» **WORK TO BE COMPLETED**
Identify and copy all lines of the material where the string "HashMap" is found.
═════ DATA EXTRACTS
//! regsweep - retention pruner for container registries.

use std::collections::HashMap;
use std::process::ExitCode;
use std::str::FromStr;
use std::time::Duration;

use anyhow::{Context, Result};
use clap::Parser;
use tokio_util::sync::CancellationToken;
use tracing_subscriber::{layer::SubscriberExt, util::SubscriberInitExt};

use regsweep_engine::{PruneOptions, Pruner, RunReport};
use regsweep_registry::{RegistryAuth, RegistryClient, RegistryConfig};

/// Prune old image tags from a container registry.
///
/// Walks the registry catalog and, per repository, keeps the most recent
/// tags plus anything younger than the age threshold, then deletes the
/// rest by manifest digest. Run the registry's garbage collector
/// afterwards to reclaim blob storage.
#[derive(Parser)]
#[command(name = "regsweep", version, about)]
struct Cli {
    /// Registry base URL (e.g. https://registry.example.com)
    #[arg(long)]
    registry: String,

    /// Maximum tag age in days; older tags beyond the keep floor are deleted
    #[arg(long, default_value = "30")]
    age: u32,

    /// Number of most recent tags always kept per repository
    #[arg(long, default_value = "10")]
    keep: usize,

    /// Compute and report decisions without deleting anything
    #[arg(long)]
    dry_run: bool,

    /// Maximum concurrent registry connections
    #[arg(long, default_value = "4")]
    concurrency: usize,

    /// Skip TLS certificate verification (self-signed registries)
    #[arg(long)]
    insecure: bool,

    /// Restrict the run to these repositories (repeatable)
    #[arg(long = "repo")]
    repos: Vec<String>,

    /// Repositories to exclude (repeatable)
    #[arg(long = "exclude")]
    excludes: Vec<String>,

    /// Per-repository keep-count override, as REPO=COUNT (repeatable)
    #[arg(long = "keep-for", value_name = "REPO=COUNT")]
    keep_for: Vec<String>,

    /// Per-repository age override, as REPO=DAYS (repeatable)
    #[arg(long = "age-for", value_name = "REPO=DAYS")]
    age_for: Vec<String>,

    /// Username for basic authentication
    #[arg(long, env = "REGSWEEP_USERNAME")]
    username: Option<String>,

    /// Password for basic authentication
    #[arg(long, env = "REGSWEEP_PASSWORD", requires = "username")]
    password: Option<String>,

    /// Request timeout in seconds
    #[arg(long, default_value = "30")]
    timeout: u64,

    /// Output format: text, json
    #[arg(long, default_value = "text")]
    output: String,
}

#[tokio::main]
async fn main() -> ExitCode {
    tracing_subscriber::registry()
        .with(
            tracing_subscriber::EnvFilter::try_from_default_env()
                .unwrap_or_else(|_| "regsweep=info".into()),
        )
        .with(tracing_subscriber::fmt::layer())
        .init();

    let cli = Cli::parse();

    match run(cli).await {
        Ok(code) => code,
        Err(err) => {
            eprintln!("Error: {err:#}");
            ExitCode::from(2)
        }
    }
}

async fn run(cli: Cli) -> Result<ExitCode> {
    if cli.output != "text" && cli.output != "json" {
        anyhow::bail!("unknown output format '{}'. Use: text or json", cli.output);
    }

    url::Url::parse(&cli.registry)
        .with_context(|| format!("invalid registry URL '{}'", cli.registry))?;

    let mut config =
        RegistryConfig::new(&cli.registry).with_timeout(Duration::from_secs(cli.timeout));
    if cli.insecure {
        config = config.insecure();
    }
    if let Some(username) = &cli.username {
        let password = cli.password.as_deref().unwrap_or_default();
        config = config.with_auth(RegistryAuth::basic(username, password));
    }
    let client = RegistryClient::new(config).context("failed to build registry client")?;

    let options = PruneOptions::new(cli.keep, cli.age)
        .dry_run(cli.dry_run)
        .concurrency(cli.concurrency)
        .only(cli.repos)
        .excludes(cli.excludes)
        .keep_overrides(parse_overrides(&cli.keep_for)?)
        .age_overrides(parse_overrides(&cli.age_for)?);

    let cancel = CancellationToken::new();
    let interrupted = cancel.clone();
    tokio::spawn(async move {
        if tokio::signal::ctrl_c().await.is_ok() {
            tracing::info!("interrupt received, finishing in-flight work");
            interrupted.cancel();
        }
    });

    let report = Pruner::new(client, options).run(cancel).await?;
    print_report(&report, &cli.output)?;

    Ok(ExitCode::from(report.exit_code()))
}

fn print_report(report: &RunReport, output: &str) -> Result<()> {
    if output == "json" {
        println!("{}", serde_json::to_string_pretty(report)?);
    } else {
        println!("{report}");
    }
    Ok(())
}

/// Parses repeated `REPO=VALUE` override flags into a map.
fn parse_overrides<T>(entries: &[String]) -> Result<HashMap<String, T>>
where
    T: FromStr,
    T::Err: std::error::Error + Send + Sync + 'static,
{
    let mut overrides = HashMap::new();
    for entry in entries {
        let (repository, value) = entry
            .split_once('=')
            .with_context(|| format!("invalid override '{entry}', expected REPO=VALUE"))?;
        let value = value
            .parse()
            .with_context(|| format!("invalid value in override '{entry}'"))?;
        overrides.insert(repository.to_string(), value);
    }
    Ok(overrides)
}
══════════
» **FINAL ANSWER**
use std::collections::HashMap;
fn parse_overrides<T>(entries: &[String]) -> Result<HashMap<String, T>>
    let mut overrides = HashMap::new();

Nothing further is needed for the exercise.